UNITED STATES SECURITIES AND
EXCHANGE COMMISSION
Washington, D.C. 20549
FORM 8-K
CURRENT REPORT
Pursuant to Section 13 OR 15(d) of The Securities Exchange Act of 1934
Date of Report (Date of earliest event reported) February 12, 2007
ORAMED PHARMACEUTICALS INC.
(Exact name of registrant as specified in its charter)
Nevada
(State or other jurisdiction of incorporation)
000-50298
(Commission File Number)
98-0376008
(IRS Employer Identification No.)
2 Elza Street, Jerusalem, Israel 93706
(Address of principal executive offices and Zip Code)
972-54-790-9058
Registrant's telephone number, including area code
N/A
(Former name or former address, if changed since last report)

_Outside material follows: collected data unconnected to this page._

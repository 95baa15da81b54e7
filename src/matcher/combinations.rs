/// Iterates every `k`-element combination of `0..n` as sorted index vectors,
/// in lexicographic order. Yields exactly C(n, k) items; nothing when k > n.
pub struct Combinations {
    n: usize,
    indices: Vec<usize>,
    started: bool,
    done: bool,
}

impl Combinations {
    pub fn new(n: usize, k: usize) -> Self {
        Self {
            n,
            indices: (0..k).collect(),
            started: false,
            done: k > n,
        }
    }
}

impl Iterator for Combinations {
    type Item = Vec<usize>;

    fn next(&mut self) -> Option<Vec<usize>> {
        if self.done {
            return None;
        }
        if !self.started {
            self.started = true;
            return Some(self.indices.clone());
        }

        let k = self.indices.len();
        // Rightmost position that can still move right.
        let Some(i) = (0..k).rev().find(|&i| self.indices[i] < self.n - k + i) else {
            self.done = true;
            return None;
        };
        self.indices[i] += 1;
        for j in i + 1..k {
            self.indices[j] = self.indices[j - 1] + 1;
        }
        Some(self.indices.clone())
    }
}

/// C(n, k).
pub fn binomial(n: usize, k: usize) -> usize {
    if k > n {
        return 0;
    }
    let k = k.min(n - k);
    (0..k).fold(1, |acc, i| acc * (n - i) / (i + 1))
}

#[cfg(test)]
mod tests {
    use super::*;

    #[test]
    fn lexicographic_order() {
        let all: Vec<_> = Combinations::new(4, 2).collect();
        assert_eq!(
            all,
            vec![vec![0, 1], vec![0, 2], vec![0, 3], vec![1, 2], vec![1, 3], vec![2, 3]]
        );
    }

    #[test]
    fn counts_match_binomial() {
        for n in 0..=9 {
            for k in 0..=n + 1 {
                assert_eq!(Combinations::new(n, k).count(), binomial(n, k), "n={n} k={k}");
            }
        }
        assert_eq!(binomial(8, 5), 56);
    }

    #[test]
    fn edge_sizes() {
        assert_eq!(Combinations::new(3, 0).collect::<Vec<_>>(), vec![Vec::<usize>::new()]);
        assert_eq!(Combinations::new(3, 3).collect::<Vec<_>>(), vec![vec![0, 1, 2]]);
        assert_eq!(Combinations::new(2, 3).count(), 0);
    }
}
use std::time::Duration;

use tracing::{error, info};

use crate::config::JobConfig;
use crate::jobs::cleanup::CleanupJob;
use crate::jobs::router::MatchingJob;

/// Runs the matching and cleanup jobs on fixed periods until shutdown.
pub struct Scheduler {
    matching: MatchingJob,
    cleanup: CleanupJob,
    config: JobConfig,
}

impl Scheduler {
    pub fn new(matching: MatchingJob, cleanup: CleanupJob, config: JobConfig) -> Self {
        Self {
            matching,
            cleanup,
            config,
        }
    }

    pub async fn run(self) {
        info!(
            match_interval_secs = self.config.match_interval.as_secs(),
            cleanup_interval_secs = self.config.cleanup_interval.as_secs(),
            "Scheduler started"
        );
        let matching = self.matching;
        let cleanup = self.cleanup;
        tokio::join!(
            every(self.config.match_interval, "matching", move || {
                let job = matching.clone();
                async move { job.run_once(None).await.map(|_| ()) }
            }),
            every(self.config.cleanup_interval, "cleanup", move || {
                let job = cleanup.clone();
                async move { job.run_once(None).await.map(|_| ()) }
            }),
        );
    }
}

/// Calls `task` once per `period`, skipping the immediate first tick.
/// Errors are logged and the next tick runs as usual.
async fn every<F, Fut>(period: Duration, name: &'static str, mut task: F)
where
    F: FnMut() -> Fut,
    Fut: std::future::Future<Output = crate::error::Result<()>>,
{
    let mut interval = tokio::time::interval(period.max(Duration::from_secs(1)));
    interval.set_missed_tick_behavior(tokio::time::MissedTickBehavior::Delay);
    interval.tick().await; // consume immediate first tick

    loop {
        interval.tick().await;
        if let Err(e) = task().await {
            error!(job = name, "Scheduled job failed: {e}");
        }
    }
}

Check the appropriate box below if the Form 8-K filing is intended to simultaneously satisfy the filing obligation of the registrant under any of the following provisions:
o Written communications pursuant to Rule 425 under the Securities Act (17 CFR 230.425)
o Soliciting material pursuant to Rule 14a-12 under the Exchange Act (17 CFR 240.14a-12)
o Pre-commencement communications pursuant to Rule 14d-2(b) under the Exchange Act (17 CFR 240.14d-2(b))
o Pre-commencement communications pursuant to Rule 13e-4(c) under the Exchange Act (17 CFR 240.13e-4(c))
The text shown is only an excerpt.